I don't know how the Maxtor OneTouch 4 works, hopefully someone here can report on one.


----------



## Marriner (Jan 23, 2006)

Grandude said:


> My Maxtor OneTouch III shuts the motor down after an interval of inactivity. It also starts up again properly, as opposed to the Seagates that don't, so if you can find one and want the shutdown then I would buy it.
> 
> I've been trying to find another 500GB one but they seem to no longer be available.
> 
> I don't know how the Maxtor OneTouch 4 works, hopefully someone here can report on one.


Just bought and hooked up a 500 gig OneTouch 4 to my second 622. All is well so far. The Indicator light Pulses slowly when not in use. When i activate the drive through the 'manage device' menu it dutifully wakes up and comes to attention.


----------



## Grandude (Oct 21, 2004)

Marriner said:


> Just bought and hooked up a 500 gig OneTouch 4 to my second 622. All is well so far.

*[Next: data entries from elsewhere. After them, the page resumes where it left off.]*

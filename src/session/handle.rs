use std::time::Duration;
use tokio::sync::{mpsc, oneshot};

use super::types::{SessionInput, SessionSnapshot};
use crate::error::SessionError;
use crate::moderation::ModerationConfig;
use crate::relay::Intent;
use crate::storage::ModuleDescriptor;

/// Cloneable handle to a running session actor.
#[derive(Debug, Clone)]
pub struct SessionHandle {
    tx: mpsc::UnboundedSender<SessionInput>,
}

impl SessionHandle {
    pub(super) fn new(tx: mpsc::UnboundedSender<SessionInput>) -> Self {
        Self { tx }
    }

    fn post(&self, input: SessionInput) -> Result<(), SessionError> {
        self.tx.send(input).map_err(|_| SessionError::Closed)
    }

    /// Queue an observer intent. Returns once queued; the effect shows up
    /// later as relay notifications.
    pub fn submit(&self, intent: Intent) -> Result<(), SessionError> {
        self.post(SessionInput::Intent(intent))
    }

    pub fn reload_moderation(&self, configs: Vec<ModerationConfig>) -> Result<(), SessionError> {
        self.post(SessionInput::ReloadModeration(configs))
    }

    pub fn reload_modules(&self, descriptors: Vec<ModuleDescriptor>) -> Result<(), SessionError> {
        self.post(SessionInput::ReloadModules(descriptors))
    }

    pub fn reload_module(&self, id: i64, descriptor: Option<ModuleDescriptor>) -> Result<(), SessionError> {
        self.post(SessionInput::ReloadModule { id, descriptor })
    }

    pub async fn inspect(&self) -> Result<SessionSnapshot, SessionError> {
        let (reply_tx, reply_rx) = oneshot::channel();
        self.post(SessionInput::Inspect { reply_tx })?;
        reply_rx.await.map_err(|_| SessionError::Closed)
    }

    /// Ask the actor to clear its state and stop; waits for the
    /// acknowledgement up to `limit`.
    pub async fn shutdown(&self, limit: Duration) -> Result<(), SessionError> {
        let (ack_tx, ack_rx) = oneshot::channel();
        self.post(SessionInput::Shutdown { ack_tx })?;
        match tokio::time::timeout(limit, ack_rx).await {
            Ok(Ok(())) => Ok(()),
            Ok(Err(_)) => Err(SessionError::Closed),
            Err(_) => Err(SessionError::ShutdownTimeout),
        }
    }

    pub fn is_closed(&self) -> bool {
        self.tx.is_closed()
    }
}
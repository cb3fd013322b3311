//! Configuration validation.
//!
//! Validates configuration at startup to catch common errors early.

use super::{AiProvider, Config, StorageBackend};
use relay_proto::is_channel_name;
use std::collections::HashSet;
use std::path::Path;
use thiserror::Error;

/// Validation errors for configuration.
#[derive(Debug, Error, PartialEq, Eq)]
pub enum ValidationError {
    #[error("irc.server is required")]
    MissingServer,
    #[error("irc.port must be non-zero")]
    InvalidPort,
    #[error("irc.nick is not a valid nickname: '{0}'")]
    InvalidNick(String),
    #[error("irc.channels entry is not a channel name: '{0}'")]
    InvalidChannel(String),
    #[error("irc.ca_file does not exist: {0}")]
    CaFileNotFound(String),
    #[error("irc.connect_attempts must be at least 1")]
    NoConnectAttempts,
    #[error("ai.endpoint is required for the custom provider")]
    MissingAiEndpoint,
    #[error("storage.path is required for the sqlite backend")]
    MissingDatabasePath,
    #[error("storage.path parent directory does not exist: {0}")]
    DatabasePathInvalid(String),
    #[error("duplicate module id {0}")]
    DuplicateModuleId(i64),
    #[error("moderation caps_percentage must be within 0..=100, got {0}")]
    InvalidCapsPercentage(u8),
    #[error("moderation flood_threshold must be at least 1")]
    InvalidFloodThreshold,
}

/// Nicknames: a letter or special first, then letters, digits, specials or `-`.
pub fn is_valid_nick(nick: &str) -> bool {
    let special = |c: char| "[]\\`_^{|}".contains(c);
    let mut chars = nick.chars();
    match chars.next() {
        Some(c) if c.is_ascii_alphabetic() || special(c) => {}
        _ => return false,
    }
    nick.len() <= 30 && chars.all(|c| c.is_ascii_alphanumeric() || special(c) || c == '-')
}

/// Validate a configuration, returning all errors found.
pub fn validate(config: &Config) -> Result<(), Vec<ValidationError>> {
    let mut errors = Vec::new();
    let irc = &config.irc;

    if irc.server.trim().is_empty() {
        errors.push(ValidationError::MissingServer);
    }
    if irc.port == 0 {
        errors.push(ValidationError::InvalidPort);
    }
    if !is_valid_nick(&irc.nick) {
        errors.push(ValidationError::InvalidNick(irc.nick.clone()));
    }
    for channel in &irc.channels {
        if !is_channel_name(channel) || channel.contains([' ', ',']) {
            errors.push(ValidationError::InvalidChannel(channel.clone()));
        }
    }
    if let Some(ca) = &irc.ca_file
        && !ca.exists()
    {
        errors.push(ValidationError::CaFileNotFound(ca.display().to_string()));
    }
    if irc.connect_attempts == 0 {
        errors.push(ValidationError::NoConnectAttempts);
    }

    if config.ai.enabled && config.ai.provider == AiProvider::Custom && config.ai.endpoint.is_none()
    {
        errors.push(ValidationError::MissingAiEndpoint);
    }

    if config.storage.backend == StorageBackend::Sqlite {
        match &config.storage.path {
            None => errors.push(ValidationError::MissingDatabasePath),
            Some(path) => {
                if let Some(parent) = Path::new(path).parent()
                    && !parent.as_os_str().is_empty()
                    && !parent.exists()
                {
                    errors.push(ValidationError::DatabasePathInvalid(
                        path.display().to_string(),
                    ));
                }
            }
        }
    }

    let mut seen = HashSet::new();
    for module in &config.storage.modules {
        if !seen.insert(module.id) {
            errors.push(ValidationError::DuplicateModuleId(module.id));
        }
    }

    let caps = std::iter::once(config.moderation.caps_percentage)
        .chain(config.storage.moderation.iter().map(|m| m.caps_percentage));
    for pct in caps {
        if pct > 100 {
            errors.push(ValidationError::InvalidCapsPercentage(pct));
        }
    }
    let mut floods = std::iter::once(config.moderation.flood_threshold)
        .chain(config.storage.moderation.iter().map(|m| m.flood_threshold));
    if floods.any(|t| t == 0) {
        errors.push(ValidationError::InvalidFloodThreshold);
    }

    if errors.is_empty() {
        Ok(())
    } else {
        Err(errors)
    }
}

#[cfg(test)]
mod tests {
    use super::*;

    fn parse(text: &str) -> Config {
        Config::parse(text).unwrap()
    }

    #[test]
    fn valid_minimal_config() {
        let config = parse(
            r##"
            [irc]
            server = "irc.example.net"
            nick = "relay"
            channels = ["#ok", "&local"]
            "##,
        );
        assert!(validate(&config).is_ok());
    }

    #[test]
    fn collects_every_error() {
        let config = parse(
            r##"
            [irc]
            server = ""
            port = 0
            nick = "9lives"
            channels = ["nohash"]

            [ai]
            enabled = true
            provider = "custom"

            [storage]
            backend = "sqlite"

            [[storage.modules]]
            id = 4
            name = "a"
            trigger = "a"
            kind = "echo"

            [[storage.modules]]
            id = 4
            name = "b"
            trigger = "b"
            kind = "echo"

            [moderation]
            caps_percentage = 140
            "##,
        );
        let errors = validate(&config).unwrap_err();
        assert!(errors.contains(&ValidationError::MissingServer));
        assert!(errors.contains(&ValidationError::InvalidPort));
        assert!(errors.contains(&ValidationError::InvalidNick("9lives".into())));
        assert!(errors.contains(&ValidationError::InvalidChannel("nohash".into())));
        assert!(errors.contains(&ValidationError::MissingAiEndpoint));
        assert!(errors.contains(&ValidationError::MissingDatabasePath));
        assert!(errors.contains(&ValidationError::DuplicateModuleId(4)));
        assert!(errors.contains(&ValidationError::InvalidCapsPercentage(140)));
    }

    #[test]
    fn nick_rules() {
        assert!(is_valid_nick("relay"));
        assert!(is_valid_nick("[bot]-2"));
        assert!(!is_valid_nick(""));
        assert!(!is_valid_nick("-dash"));
        assert!(!is_valid_nick("has space"));
    }
}
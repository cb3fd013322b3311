//! Handlers shipped with the relay.

pub mod coffee;
pub mod echo;
pub mod url_title;
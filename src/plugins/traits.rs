use tokio::sync::mpsc;

use crate::error::PluginError;

/// A message a handler asked the session to send.
#[derive(Debug, Clone, PartialEq, Eq)]
pub struct PluginOutput {
    pub module_id: i64,
    pub target: String,
    pub text: String,
}

/// The send capability handed to a handler at construction.
///
/// Sending only queues the message; the session actor delivers it,
/// records it in history and relays it to observers.
#[derive(Debug, Clone)]
pub struct PluginSender {
    module_id: i64,
    tx: mpsc::UnboundedSender<PluginOutput>,
}

impl PluginSender {
    pub fn new(module_id: i64, tx: mpsc::UnboundedSender<PluginOutput>) -> Self {
        Self { module_id, tx }
    }

    pub fn module_id(&self) -> i64 {
        self.module_id
    }

    /// Queue `text` for `target` (a channel or a nick).
    pub fn send(&self, target: &str, text: &str) -> Result<(), PluginError> {
        self.tx
            .send(PluginOutput {
                module_id: self.module_id,
                target: target.to_string(),
                text: text.to_string(),
            })
            .map_err(|_| PluginError::SenderClosed)
    }
}

/// A loaded handler instance.
///
/// Calls are made from the session actor, one at a time. Handlers that
/// need I/O spawn it and report back through their [`PluginSender`].
pub trait Plugin: Send {
    /// `command` is the trigger, prefix stripped and lower-cased.
    fn handle_command(
        &mut self,
        _command: &str,
        _args: &[String],
        _channel: &str,
        _user: &str,
    ) -> Result<(), PluginError> {
        Ok(())
    }

    /// Offered every channel message, commands included.
    fn handle_message(&mut self, _channel: &str, _user: &str, _text: &str) -> Result<(), PluginError> {
        Ok(())
    }

    /// Called once when the instance is unloaded or replaced.
    fn cleanup(&mut self) -> Result<(), PluginError> {
        Ok(())
    }
}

The Indicator light Pulses slowly when not in use. When i activate the drive through the 'manage device' menu it dutifully wakes up and comes to attention.


Thanks for this good info. Did you put your hand on the drive to see if it was still spinning? I'm hoping not. I use way too much energy around here as it is.

I am now watching for a good buy on the Maxtor OneTouch 4, 500gb.


----------



## Marriner (Jan 23, 2006)

Grandude said:
 

> Thanks for this good info. Did you put your hand on the drive to see if it was still spinning? I'm hoping not. I use way too much energy around here as it is.
> 
> I am now watching for a good buy on the Maxtor OneTouch 4, 500gb.


The drive "sleeps" when not in use. I picked it up a minute ago (light pulsing) and when i selected 'Manage Device' from the menu, it spun up and was ready for action. after a period of inactivity it takes another nap.

got the drive last wednesday at fry's for $99.95. don't know if they still have that deal.


----------



## Grandude (Oct 21, 2004)

Marriner said:


> The drive "sleeps" when not in use. I picked it up a minute ago (light pulsing) and when i selected 'Manage Device' from the menu, it spun up and was ready for action. after a period of inactivity it takes another nap.
> 
> got the drive last wednesday at fry's for $99.95. don't know if they still have that deal.


Thanks again for the info. I used to be a Fry's regular customer when I lived in Fremont, CA which had a Fry's store. Now I live to far away, here in Santa Rosa, but keep hoping they will expand up this way. (We are closer to the home store than Texas .

I'll have to check on-line. BB has it now for $129 but wouldn't mind saving $30.


----------